I seem to be gathering quite a collection of Scandanavian crime novels lately! I’ve got Joe Nesbo, Camilla Lackburg, Ake Edwardson…and now I can add Mari Jungstedt to the list. Killer’s Art is a very good mystery novel set in the art world of Gotland, an upscale, picturesque Swedish island. In the walled city of Visby, a killer is on the loose. He (or she) has killed a prominent art dealer, a man with secrets that will shock his friends and neighbors.
Egon Wallin is a respected art dealer on Gotland, which is described as the Swedish version of Martha’s Vineyard. He’s a married man with a successful gallery, plenty of friends and good contacts in the art world. He has recently hosted a very successful showing of a new artist, an artist who is about to sign a lucrative contract with Wallin. But on a cold February morning, a woman walking to work finds his battered body, hanging from the Dalman Gate.
What I enjoyed about Killer’s Art is the story – there are plenty of great twists and turns, and plenty to leave you wondering. Jungstedt purposely leaves you wondering about the killer, about the motives, about the next victim. The killer is quite thoughtful and the police are playing catch-up. The killer is telling a story in art and metaphor, with painting and sculpture. You get the feeling that he is much smarter than the police and you wonder if they will ever catch up. That’s the sort of tension that keeps you turning pages.
There were some decent subplots, but a lot of the characters were more annoying than interesting. Detective Superintendent Anders Knutas is really unlikeable. He seems to dislike everyone he works with – even the coworkers he likes, he eventually complains about. His panicky efforts to keep Karin Jacobsson on-staff seemed bizarre to me – how could he be so dependent on her? Although he is outwardly friendly to Johan Berg, a reporter who has been involved in several other police matters, he is clearly resentful of him. As for Berg, the subplot focusing on his love life seemed over the top and frantic to me. All of his thoughts about Emma, the mother of his child, seem punctuated with exclamation points. I just wasn’t moved by it. I was also a little irked by the way that some of these subplots (what was bothering Karin? what happened between Emma and Johan?) were left unresolved.

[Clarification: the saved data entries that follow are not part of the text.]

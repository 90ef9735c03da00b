//! # Vector Index
//!
//! Stores chunk vectors grouped by owning document and answers cosine
//! similarity queries across all of them.
//!
//! ```text
//!            upsert(doc, chunks+vectors)        query(vector, k, filter)
//!                     │                                   │
//!                     ▼                                   ▼
//!   ┌──────────────────────────────┐        ┌──────────────────────────┐
//!   │ per-document mutex           │        │ shared read lock         │
//!   │  → persist {doc}.json (tmp)  │        │  → filter → rank by cos  │
//!   │  → swap under write lock     │        │  → ties by insertion seq │
//!   └──────────────────────────────┘        └──────────────────────────┘
//!                     │
//!          chunks: chunk_id → IndexedChunk
//!          documents: doc_id → DocumentRecord
//! ```
//!
//! A document and its chunks live in one file, so no chunk can outlive its
//! document on disk or in memory.

pub mod error;
pub mod index;
pub mod record;
mod storage;

pub use error::{IndexError, Result, StorageError};
pub use index::VectorIndex;
pub use record::{
    DocumentRecord, IndexStats, IndexedChunk, QueryFilter, RetrievedMatch, StoredDocument,
};
//! One retrievable chunk per endpoint operation.

use std::collections::HashMap;

use serde::{Deserialize, Serialize};
use sha2::{Digest, Sha256};

use crate::operation::{EndpointOperation, HttpMethod, Parameter};

/// Structured metadata kept alongside a chunk's text.
#[derive(Debug, Clone, PartialEq, Serialize, Deserialize)]
pub struct ChunkMetadata {
    pub method: HttpMethod,
    pub path: String,
    pub summary: String,
    pub tags: Vec<String>,
    pub parameter_names: Vec<String>,
    pub parameters: Vec<Parameter>,
    #[serde(default)]
    pub body_fields: Vec<String>,
}

impl ChunkMetadata {
    /// `"{METHOD} {path}"`.
    pub fn endpoint(&self) -> String {
        format!("{} {}", self.method, self.path)
    }
}

/// The smallest indexed unit of documentation.
#[derive(Debug, Clone, PartialEq, Serialize, Deserialize)]
pub struct Chunk {
    pub chunk_id: String,
    pub doc_id: String,
    pub text: String,
    pub metadata: ChunkMetadata,
}

/// Turn operations into chunks, preserving order.
pub fn chunk(doc_id: &str, operations: &[EndpointOperation]) -> Vec<Chunk> {
    let mut seen: HashMap<(HttpMethod, &str), u32> = HashMap::new();

    operations
        .iter()
        .map(|op| {
            let occurrence = seen.entry((op.method, op.path.as_str())).or_insert(0);
            let chunk_id = chunk_id(doc_id, op.method, &op.path, *occurrence);
            *occurrence += 1;

            Chunk {
                chunk_id,
                doc_id: doc_id.to_string(),
                text: render_text(op),
                metadata: ChunkMetadata {
                    method: op.method,
                    path: op.path.clone(),
                    summary: op.summary.clone(),
                    tags: op.tags.iter().cloned().collect(),
                    parameter_names: op.parameters.iter().map(|p| p.name.clone()).collect(),
                    parameters: op.parameters.clone(),
                    body_fields: op.body_fields.clone(),
                },
            }
        })
        .collect()
}

/// Render the embedding text for an operation.
pub fn render_text(op: &EndpointOperation) -> String {
    let parameters = if op.parameters.is_empty() {
        "none".to_string()
    } else {
        op.parameter_names().join(", ")
    };
    let tags = if op.tags.is_empty() {
        "none".to_string()
    } else {
        op.tags.iter().map(String::as_str).collect::<Vec<_>>().join(", ")
    };

    format!(
        "{} {}\n{}\nParameters: {parameters}\nTags: {tags}",
        op.method, op.path, op.summary
    )
}

/// Hex SHA-256 of the operation identity. Repeats of the same
/// `method + path` within a document mix in their occurrence number.
pub fn chunk_id(doc_id: &str, method: HttpMethod, path: &str, occurrence: u32) -> String {
    let mut hasher = Sha256::new();
    hasher.update(doc_id.as_bytes());
    hasher.update([0u8]);
    hasher.update(method.as_str().as_bytes());
    hasher.update([0u8]);
    hasher.update(path.as_bytes());
    if occurrence > 0 {
        hasher.update([0u8]);
        hasher.update(occurrence.to_be_bytes());
    }
    format!("{:x}", hasher.finalize())
}

#[cfg(test)]
mod tests {
    use super::*;
    use crate::operation::ParameterLocation;
    use pretty_assertions::assert_eq;

    fn find_by_status() -> EndpointOperation {
        let mut op = EndpointOperation::new(HttpMethod::Get, "/pet/findByStatus")
            .with_summary(Some("Finds Pets by status"));
        op.parameters = vec![Parameter::new("status", ParameterLocation::Query)];
        op.tags.insert("pet".to_string());
        op
    }

    #[test]
    fn test_text_template() {
        assert_eq!(
            render_text(&find_by_status()),
            "GET /pet/findByStatus\nFinds Pets by status\nParameters: status\nTags: pet"
        );

        let bare = EndpointOperation::new(HttpMethod::Delete, "/cache");
        assert_eq!(
            render_text(&bare),
            "DELETE /cache\nDELETE /cache\nParameters: none\nTags: none"
        );
    }

    #[test]
    fn test_ids_are_stable_and_scoped_to_document() {
        let ops = vec![find_by_status()];
        let first = chunk("doc-1", &ops);
        let again = chunk("doc-1", &ops);
        let other = chunk("doc-2", &ops);

        assert_eq!(first[0].chunk_id, again[0].chunk_id);
        assert_ne!(first[0].chunk_id, other[0].chunk_id);
        assert_eq!(first[0].chunk_id.len(), 64);
        assert_eq!(first[0].metadata.parameter_names, vec!["status"]);
    }

    #[test]
    fn test_duplicate_operations_get_distinct_ids() {
        let ops = vec![find_by_status(), find_by_status()];
        let chunks = chunk("doc", &ops);

        assert_eq!(chunks.len(), 2);
        assert_ne!(chunks[0].chunk_id, chunks[1].chunk_id);
        assert_eq!(
            chunks[0].chunk_id,
            chunk_id("doc", HttpMethod::Get, "/pet/findByStatus", 0)
        );
    }
}
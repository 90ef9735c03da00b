//! Similarity computation for embeddings.

use ordered_float::OrderedFloat;
use serde::{Deserialize, Serialize};

use crate::Embedding;
use crate::error::{EmbeddingError, Result};

/// Compute the cosine similarity between two embeddings.
///
/// Returns a value in `[-1.0, 1.0]`. A zero-magnitude vector has similarity
/// `0.0` with everything.
pub fn cosine_similarity(a: &[f32], b: &[f32]) -> Result<f32> {
    if a.len() != b.len() {
        return Err(EmbeddingError::DimensionMismatch {
            expected: a.len(),
            actual: b.len(),
        });
    }

    let dot: f32 = a.iter().zip(b.iter()).map(|(x, y)| x * y).sum();
    let magnitude_a = magnitude(a);
    let magnitude_b = magnitude(b);

    if magnitude_a == 0.0 || magnitude_b == 0.0 {
        return Ok(0.0);
    }

    Ok((dot / (magnitude_a * magnitude_b)).clamp(-1.0, 1.0))
}

/// Euclidean length of a vector.
pub fn magnitude(v: &[f32]) -> f32 {
    v.iter().map(|x| x * x).sum::<f32>().sqrt()
}

/// Map a raw cosine similarity onto the `[0, 1]` score reported to callers.
///
/// Negative similarity carries no useful signal for retrieval, so it
/// collapses to zero. The mapping is monotone non-decreasing.
pub fn to_unit_score(cosine: f32) -> f32 {
    if cosine.is_nan() {
        return 0.0;
    }
    cosine.clamp(0.0, 1.0)
}

/// A similarity search result.
#[derive(Debug, Clone, Serialize, Deserialize)]
pub struct SimilarityResult {
    /// ID of the matched item.
    pub id: String,

    /// Raw cosine similarity.
    pub score: f32,
}

impl SimilarityResult {
    /// Create a new similarity result.
    pub fn new(id: impl Into<String>, score: f32) -> Self {
        Self {
            id: id.into(),
            score,
        }
    }
}

/// Rank candidates against `query`, best first.
///
/// Candidates are visited in iteration order and the sort is stable, so equal
/// scores keep their input order. Callers that need a deterministic tie-break
/// pass candidates already sorted by that key.
pub fn rank_top_k<'a, I>(
    query: &[f32],
    candidates: I,
    k: usize,
    min_score: f32,
) -> Result<Vec<SimilarityResult>>
where
    I: IntoIterator<Item = (&'a str, &'a [f32])>,
{
    let mut scores: Vec<(OrderedFloat<f32>, &str)> = Vec::new();

    for (id, embedding) in candidates {
        let score = cosine_similarity(query, embedding)?;
        if score >= min_score {
            scores.push((OrderedFloat(score), id));
        }
    }

    scores.sort_by(|a, b| b.0.cmp(&a.0));

    Ok(scores
        .into_iter()
        .take(k)
        .map(|(score, id)| SimilarityResult::new(id, score.0))
        .collect())
}

/// Normalize an embedding to unit length in place.
pub fn normalize(embedding: &mut Embedding) {
    let length = magnitude(embedding);
    if length > 0.0 {
        for x in embedding.iter_mut() {
            *x /= length;
        }
    }
}
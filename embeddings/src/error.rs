//! Error types for embedding providers.

use thiserror::Error;

/// Result type alias for embedding operations.
pub type Result<T> = std::result::Result<T, EmbeddingError>;

/// Errors raised while turning text into vectors.
#[derive(Error, Debug)]
pub enum EmbeddingError {
    /// The provider is missing credentials or a model.
    #[error("embedding provider '{0}' is not configured")]
    ProviderNotConfigured(String),

    /// The remote API answered with a non-success status.
    #[error("embedding API returned {status}: {body}")]
    ApiStatus { status: u16, body: String },

    /// The provider answered with something we could not use.
    #[error("invalid embedding response: {0}")]
    InvalidResponse(String),

    /// Rate limit exceeded.
    #[error("rate limit exceeded, retry after {retry_after_secs}s")]
    RateLimited { retry_after_secs: u64 },

    /// A vector had the wrong number of components.
    #[error("dimension mismatch: expected {expected}, got {actual}")]
    DimensionMismatch { expected: usize, actual: usize },

    /// A batch call returned a different number of vectors than inputs.
    #[error("batch returned {actual} embeddings for {expected} inputs")]
    BatchSizeMismatch { expected: usize, actual: usize },

    /// Input exceeds what the provider accepts.
    #[error("text too long: {length} characters, max {max_length}")]
    TextTooLong { length: usize, max_length: usize },

    /// Embedding cache could not be read or written.
    #[error("cache error: {0}")]
    Cache(String),

    /// Serialization error.
    #[error("serialization error: {0}")]
    Serialization(#[from] serde_json::Error),

    /// IO error.
    #[error("io error: {0}")]
    Io(#[from] std::io::Error),

    /// Transport-level HTTP failure.
    #[error("http error: {0}")]
    Http(#[from] reqwest::Error),
}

Another thing I had difficulty with was the writing. It might be a matter of translation, but there seemed to be a lot of fragments, bits of sentences that should have been connected in some way. Jungstedt needed a few commas, some semi-colons, maybe even a smattering of em-dashes to make things flow a little more smoothly. There are multiple chapters where something happens — someone sees something, goes somewhere, is clearly plotting the next murder — but of course there are no clear indications of who it is. That can be very effective; in this case, it was overused.
Still, I enjoyed the book very much. I can overlook a few missteps when there is a good story at the heart of it all, and this has a good heart.
My copy of Killer’s Art by Mari Jungstedt was an Advanced reader Copy, provided free of charge.